The Shadow Pavilion

It is a long time since the last Inspector Chen novel. So long ago, in fact, that the dust jacket still says that Liz lives in Brighton. I’m not going to speculate on why the book has taken so long to get to market, because I am very grateful that it is here.

When I read Precious Dragon I worried that Williams was getting a little too apocalyptic too early. Writing a series of novels is a bit like a D&D campaign: if you let things escalate too quickly there can be nowhere to go. Precious Dragon ended with a war between Heaven and Hell, with Chen’s friend Mhara becoming Emperor of Heaven, and Zhu Irzh’s mother likely to marry the Emperor of Hell. How could our heroes possibly face any more challenges?

Fortunately Williams is a canny operator. Firstly she knows that the Heaven and Hell referred to above are, in fact, only the Chinese Heaven and Hell. Move our heroes to, say, India, and suddenly they are back at square one again, barring diplomatic intervention. In addition she has introduced the idea of between, a place that is neither Heaven, nor Hell, nor Earth, but somewhere that no one holds sway.

Well, that’s not quite correct.
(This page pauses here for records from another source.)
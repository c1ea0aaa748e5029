//! Remote actions
//!
//! One variant per button on the panel. The JSON form is internally tagged:
//! `{"action": "add_point", "side": "left"}`.

use serde::{Deserialize, Serialize};

use crate::state::{CardColor, Side};

#[derive(Debug, Clone, Copy, PartialEq, Eq, Hash, Serialize, Deserialize)]
#[serde(tag = "action", rename_all = "snake_case")]
pub enum Action {
    /// Toggle the main clock
    StartStop,
    /// Start (or restart) the fixed 1-minute pause
    Pause,
    AddPoint { side: Side },
    RemovePoint { side: Side },
    /// MISE A ZERO
    ResetScores,
    /// Single activation loads the bout time, a double loads the short time
    Set,
    ToggleCard { side: Side, color: CardColor },
    /// Manual 0 -> 1 -> 2 -> 3 -> 0 cycle
    CycleMatchCount,
    /// P MAN
    PriorityManual,
    /// P CAS
    PriorityRandom,
}

impl Action {
    /// Stable snake_case name, matching the JSON tag.
    pub fn name(&self) -> &'static str {
        match self {
            Action::StartStop => "start_stop",
            Action::Pause => "pause",
            Action::AddPoint { .. } => "add_point",
            Action::RemovePoint { .. } => "remove_point",
            Action::ResetScores => "reset_scores",
            Action::Set => "set",
            Action::ToggleCard { .. } => "toggle_card",
            Action::CycleMatchCount => "cycle_match_count",
            Action::PriorityManual => "priority_manual",
            Action::PriorityRandom => "priority_random",
        }
    }
}

#[cfg(test)]
mod tests {
    use super::*;

    #[test]
    fn test_json_shape() {
        let action: Action =
            serde_json::from_str(r#"{"action": "toggle_card", "side": "right", "color": "red"}"#)
                .unwrap();
        assert_eq!(action, Action::ToggleCard { side: Side::Right, color: CardColor::Red });

        let json = serde_json::to_value(Action::AddPoint { side: Side::Left }).unwrap();
        assert_eq!(json["action"], "add_point");
        assert_eq!(json["side"], "left");
    }

    #[test]
    fn test_name_matches_tag() {
        let actions = [
            Action::StartStop,
            Action::Pause,
            Action::RemovePoint { side: Side::Left },
            Action::Set,
            Action::CycleMatchCount,
            Action::PriorityRandom,
        ];
        for action in actions {
            let json = serde_json::to_value(action).unwrap();
            assert_eq!(json["action"], action.name());
        }
    }

    #[test]
    fn test_rejects_unknown_action() {
        assert!(serde_json::from_str::<Action>(r#"{"action": "rearm"}"#).is_err());
        assert!(serde_json::from_str::<Action>(r#"{"action": "add_point"}"#).is_err());
    }
}
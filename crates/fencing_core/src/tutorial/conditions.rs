//! Condition Evaluation
//!
//! Pure evaluation of step conditions against a state snapshot. Nothing here
//! remembers earlier states.

use std::collections::HashMap;
use std::sync::Arc;

use super::types::*;
use crate::state::{CardColor, MatchState, Side};

pub type CustomCondition = Arc<dyn Fn(&MatchState) -> bool + Send + Sync>;

pub struct ConditionEvaluator {
    custom_evaluators: HashMap<String, CustomCondition>,
}

impl Default for ConditionEvaluator {
    fn default() -> Self {
        Self::new()
    }
}

impl std::fmt::Debug for ConditionEvaluator {
    fn fmt(&self, f: &mut std::fmt::Formatter<'_>) -> std::fmt::Result {
        let mut names: Vec<_> = self.custom_evaluators.keys().collect();
        names.sort();
        f.debug_struct("ConditionEvaluator").field("custom", &names).finish()
    }
}

impl ConditionEvaluator {
    pub fn new() -> Self {
        let mut evaluator = Self { custom_evaluators: HashMap::new() };
        evaluator.register_default_evaluators();
        evaluator
    }

    fn register_default_evaluators(&mut self) {
        // Scores level (including 0-0)
        self.register_custom_evaluator(
            "scores_level",
            Arc::new(|state: &MatchState| state.left_score() == state.right_score()),
        );

        // Clock loaded and idle, ready for "allez"
        self.register_custom_evaluator(
            "ready_to_fence",
            Arc::new(|state: &MatchState| {
                !state.is_running() && !state.pause_active() && state.time_remaining() > 0
            }),
        );
    }

    pub fn evaluate(&self, condition: &StepCondition, state: &MatchState) -> bool {
        match condition {
            StepCondition::TimeRemaining(op, value) => op.compare(state.time_remaining(), *value),

            StepCondition::Score(side, op, value) => op.compare(state.score(*side), *value),

            StepCondition::Card { side, color, on } => state.cards(*side).get(*color) == *on,

            StepCondition::NoCards => Side::ALL
                .iter()
                .all(|side| CardColor::ALL.iter().all(|color| !state.cards(*side).get(*color))),

            StepCondition::Priority(priority) => state.priority() == *priority,

            StepCondition::MatchCount(op, value) => op.compare(state.match_count(), *value),

            StepCondition::Running(running) => state.is_running() == *running,

            StepCondition::PauseActive(active) => state.pause_active() == *active,

            StepCondition::And(conditions) => self.evaluate_all(conditions, state),

            StepCondition::Or(conditions) => self.evaluate_any(conditions, state),

            StepCondition::Not(condition) => !self.evaluate(condition, state),

            StepCondition::Custom(name) => self.evaluate_custom(name, state),
        }
    }

    pub fn evaluate_all(&self, conditions: &[StepCondition], state: &MatchState) -> bool {
        conditions.iter().all(|c| self.evaluate(c, state))
    }

    pub fn evaluate_any(&self, conditions: &[StepCondition], state: &MatchState) -> bool {
        conditions.iter().any(|c| self.evaluate(c, state))
    }

    pub fn register_custom_evaluator(&mut self, name: &str, evaluator: CustomCondition) {
        self.custom_evaluators.insert(name.to_string(), evaluator);
    }

    pub fn has_custom_evaluator(&self, name: &str) -> bool {
        self.custom_evaluators.contains_key(name)
    }

    /// Unknown names evaluate to false.
    pub fn evaluate_custom(&self, name: &str, state: &MatchState) -> bool {
        match self.custom_evaluators.get(name) {
            Some(evaluator) => evaluator(state),
            None => {
                log::warn!("No custom tutorial condition registered as '{}'", name);
                false
            }
        }
    }
}
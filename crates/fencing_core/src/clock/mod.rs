//! Time sources and timer scheduling
//!
//! The remote never sleeps. It asks a [`TimeSource`] what time it is and lets
//! the [`ClockScheduler`] decide which of its two timers are due. Production
//! hosts use [`SystemClock`]; tests drive a [`ManualClock`] forward explicitly.

mod scheduler;

pub use scheduler::{ClockScheduler, TimerFiring, TimerHandle, TimerId, TimerKind};

use std::sync::atomic::{AtomicU64, Ordering};
use std::sync::Arc;
use std::time::{Duration, Instant};

/// Monotonic time, measured from the source's own origin.
pub trait TimeSource {
    fn now(&self) -> Duration;
}

impl<T: TimeSource + ?Sized> TimeSource for Arc<T> {
    fn now(&self) -> Duration {
        (**self).now()
    }
}

/// Wall clock backed by [`Instant`].
#[derive(Debug, Clone, Copy)]
pub struct SystemClock {
    origin: Instant,
}

impl Default for SystemClock {
    fn default() -> Self {
        Self::new()
    }
}

impl SystemClock {
    pub fn new() -> Self {
        Self { origin: Instant::now() }
    }
}

impl TimeSource for SystemClock {
    fn now(&self) -> Duration {
        self.origin.elapsed()
    }
}

/// Controllable clock. Clones share the same counter, so a test can keep one
/// handle and give another to the remote.
#[derive(Debug, Clone, Default)]
pub struct ManualClock {
    millis: Arc<AtomicU64>,
}

impl ManualClock {
    pub fn new() -> Self {
        Self::default()
    }

    pub fn advance(&self, by: Duration) {
        self.millis.fetch_add(duration_millis(by), Ordering::SeqCst);
    }

    pub fn advance_millis(&self, ms: u64) {
        self.advance(Duration::from_millis(ms));
    }

    pub fn advance_secs(&self, secs: u64) {
        self.advance(Duration::from_secs(secs));
    }

    pub fn set(&self, at: Duration) {
        self.millis.store(duration_millis(at), Ordering::SeqCst);
    }
}

impl TimeSource for ManualClock {
    fn now(&self) -> Duration {
        Duration::from_millis(self.millis.load(Ordering::SeqCst))
    }
}

fn duration_millis(d: Duration) -> u64 {
    u64::try_from(d.as_millis()).unwrap_or(u64::MAX)
}
//! Presentation View
//!
//! Everything a front end needs to draw the remote: formatted clock, run
//! status, indicator labels and the control panel with accessible names.
//! Derived from [`MatchState`] only; nothing here mutates.

use serde::Serialize;

use crate::action::Action;
use crate::clock::TimeSource;
use crate::remote::Remote;
use crate::state::{CardColor, MatchState, Priority, Side};
use crate::tutorial::{StepProgress, TutorialSession};

/// `M:SS`, minutes unpadded.
pub fn format_clock(secs: u32) -> String {
    format!("{}:{:02}", secs / 60, secs % 60)
}

#[derive(Debug, Clone, Copy, PartialEq, Eq, Serialize)]
#[serde(rename_all = "UPPERCASE")]
pub enum RunStatus {
    /// Pause countdown with the main clock stopped
    Pause,
    /// Pause countdown on top of a running main clock
    Paused,
    Running,
    Stopped,
}

impl RunStatus {
    pub fn of(state: &MatchState) -> Self {
        match (state.pause_active(), state.is_running()) {
            (true, false) => RunStatus::Pause,
            (true, true) => RunStatus::Paused,
            (false, true) => RunStatus::Running,
            (false, false) => RunStatus::Stopped,
        }
    }

    pub fn as_str(self) -> &'static str {
        match self {
            RunStatus::Pause => "PAUSE",
            RunStatus::Paused => "PAUSED",
            RunStatus::Running => "RUNNING",
            RunStatus::Stopped => "STOPPED",
        }
    }
}

pub fn card_label(side: Side, color: CardColor, on: bool) -> String {
    let state = if on { "on" } else { "off" };
    format!("{} {} card {}", side.as_str(), color.as_str(), state)
}

/// Label of the priority lamp, present only while a side holds priority.
pub fn priority_label(priority: Priority) -> Option<String> {
    priority.holder().map(|side| format!("priority {}", side.as_str()))
}

/// A button on the remote panel.
#[derive(Debug, Clone, Copy, PartialEq, Eq)]
pub enum Control {
    StartStop,
    Pause,
    ResetScores,
    Set,
    MatchCount,
    PriorityManual,
    PriorityRandom,
    Card { side: Side, color: CardColor },
    AddPoint { side: Side },
    RemovePoint { side: Side },
}

impl Control {
    /// Panel order: clock controls, match controls, then per-side buttons.
    pub fn all() -> Vec<Control> {
        let mut controls = vec![
            Control::StartStop,
            Control::Pause,
            Control::ResetScores,
            Control::Set,
            Control::MatchCount,
            Control::PriorityManual,
            Control::PriorityRandom,
        ];
        for side in Side::ALL {
            controls.extend(CardColor::ALL.iter().map(|&color| Control::Card { side, color }));
            controls.push(Control::AddPoint { side });
            controls.push(Control::RemovePoint { side });
        }
        controls
    }

    pub fn accessible_name(&self) -> String {
        match self {
            Control::StartStop => "START STOP".to_string(),
            Control::Pause => "PAUSE 1MIN".to_string(),
            Control::ResetScores => "MISE A ZERO".to_string(),
            Control::Set => "SET".to_string(),
            Control::MatchCount => "MATCH COUNT".to_string(),
            Control::PriorityManual => "P MAN".to_string(),
            Control::PriorityRandom => "P CAS".to_string(),
            Control::Card { side, color } => format!("{} {} card", side.as_str(), color.as_str()),
            Control::AddPoint { side } => format!("{} add point", side.as_str()),
            Control::RemovePoint { side } => format!("{} remove point", side.as_str()),
        }
    }

    pub fn from_accessible_name(name: &str) -> Option<Control> {
        Control::all().into_iter().find(|c| c.accessible_name() == name)
    }

    pub fn action(&self) -> Action {
        match *self {
            Control::StartStop => Action::StartStop,
            Control::Pause => Action::Pause,
            Control::ResetScores => Action::ResetScores,
            Control::Set => Action::Set,
            Control::MatchCount => Action::CycleMatchCount,
            Control::PriorityManual => Action::PriorityManual,
            Control::PriorityRandom => Action::PriorityRandom,
            Control::Card { side, color } => Action::ToggleCard { side, color },
            Control::AddPoint { side } => Action::AddPoint { side },
            Control::RemovePoint { side } => Action::RemovePoint { side },
        }
    }

    /// Toggle controls report whether they read as pressed; momentary ones
    /// return `None`.
    pub fn pressed(&self, state: &MatchState) -> Option<bool> {
        match *self {
            Control::StartStop => Some(state.is_running()),
            Control::PriorityRandom => Some(state.priority() != Priority::None),
            Control::Card { side, color } => Some(state.cards(side).get(color)),
            _ => None,
        }
    }
}

#[derive(Debug, Clone, PartialEq, Eq, Serialize)]
pub struct Indicator {
    pub label: String,
    pub on: bool,
}

#[derive(Debug, Clone, PartialEq, Eq, Serialize)]
pub struct ControlView {
    pub name: String,
    #[serde(skip_serializing_if = "Option::is_none")]
    pub pressed: Option<bool>,
}

#[derive(Debug, Clone, PartialEq, Eq, Serialize)]
pub struct TutorialView {
    pub id: String,
    pub name: String,
    pub task: String,
    pub steps: Vec<StepProgress>,
    pub complete: bool,
}

impl From<&TutorialSession> for TutorialView {
    fn from(session: &TutorialSession) -> Self {
        let scenario = session.scenario();
        Self {
            id: scenario.id.clone(),
            name: scenario.name.clone(),
            task: scenario.task.clone(),
            steps: session.progress(),
            complete: session.is_complete(),
        }
    }
}

/// Snapshot of the whole panel
#[derive(Debug, Clone, PartialEq, Eq, Serialize)]
pub struct RemoteView {
    pub clock: String,
    pub status: RunStatus,
    pub left_score: u32,
    pub right_score: u32,
    pub match_count: u8,
    pub cards: Vec<Indicator>,
    pub priority: Option<String>,
    pub controls: Vec<ControlView>,
    pub tutorial: Option<TutorialView>,
}

impl RemoteView {
    pub fn new(state: &MatchState, tutorial: Option<&TutorialSession>) -> Self {
        let cards = Side::ALL
            .iter()
            .flat_map(|&side| {
                CardColor::ALL.iter().map(move |&color| {
                    let on = state.cards(side).get(color);
                    Indicator { label: card_label(side, color, on), on }
                })
            })
            .collect();

        let controls = Control::all()
            .iter()
            .map(|c| ControlView { name: c.accessible_name(), pressed: c.pressed(state) })
            .collect();

        Self {
            clock: format_clock(state.displayed_secs()),
            status: RunStatus::of(state),
            left_score: state.left_score(),
            right_score: state.right_score(),
            match_count: state.match_count(),
            cards,
            priority: priority_label(state.priority()),
            controls,
            tutorial: tutorial.map(TutorialView::from),
        }
    }

    pub fn control(&self, name: &str) -> Option<&ControlView> {
        self.controls.iter().find(|c| c.name == name)
    }
}

impl<C: TimeSource> Remote<C> {
    pub fn view(&self) -> RemoteView {
        RemoteView::new(self.state(), self.tutorial())
    }

    /// Press a control by accessible name. Unknown names are ignored.
    pub fn press(&mut self, name: &str) -> Option<&MatchState> {
        let Some(control) = Control::from_accessible_name(name) else {
            log::warn!("No control named '{}'", name);
            return None;
        };
        Some(self.dispatch(control.action()))
    }
}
The character on the front of The Shadow Pavilion is Seijin the assassin, who rules between from the building of the book’s title. Seijin is a liminal being. The male and female figures that you can see to either side of the cover are aspects of the assassin’s personality, not separate people. Whether Seijin is actually an hermaphrodite is never made clear, and possibly not relevant in the case of shape-shifting mythological beings, but the ability to manifest as either a man or a woman is clearly a useful character trait if you earn your living by sneaking around and murdering people. Seijin, then, was born on Earth, of parents from Heaven and Hell, and is the ultimate liminal being; the one person whom disgruntled conservatives in Heaven can hope has the power to assassinate Mhara.

Because the book took so long getting to market it is easy to forget that The Shadow Pavilion was written before the Barrack Obama phenomenon hit the world stage. Now it looks eerily prescient, from the death threats against the reforming leader from supposed religious people who think that being “good” has nothing to do with compassion and everything to do with being rich and comfortable, to the sense of foreboding we feel when, towards the end of the book, Mhara exhorts the spirits of Heaven to travel to Earth and try to do Good.

Meanwhile there is a rip-roaring plot to worry about. Badger and Zhu Irzh have been kidnapped by Tiger demons from an Indian Hell, and a Bollywood actress who is more than she seems is causing havoc in Singapore Three. Even without all of the clever commentary, Inspector Chen novels would be perfect page turners. Why they are not selling by the skip load is a mystery to me.

Because the book intersects with my primary academic interest, I should make comment on Seijin, though actually there is not a lot to say. Seijin appears to be a mythical dual-spirit character. The aspects of the assassin’s personality are separate and opposing, in a traditional gender binary. There is no sense that Seijin is in any way gender-confused, and the issue of intersex is never raised. Consequently the book doesn’t have a lot to say about real world gender issues, at least in Western culture.

Seijin is, however, an interesting character. I wondered if Williams had got the idea from an existing myth, but all I could find online was that the word “seijin” means “adult” in Japanese (and is therefore used as a label for types of hentai — Wikipedia says that “seijin” is used to describe pornographic manga and anime aimed at heterosexual men, making it quite different from the gender-ambiguous yaoi, but I don’t entirely trust Wikipedia when it comes to understanding Japanese culture). If anyone knows any more about this I’d be happy to hear from them.

I have one final thing to say: When is The Iron Khan coming out, and please, please, please can we not have to wait almost two years for it?

One thought on “The Shadow Pavilion

  1. I agree that two years is too long to wait…I would happily read a new Inspecter Chen novel every year, and hope there’s plenty more where these came from. She’s built a GREAT world, and I find it endlessly fascinating.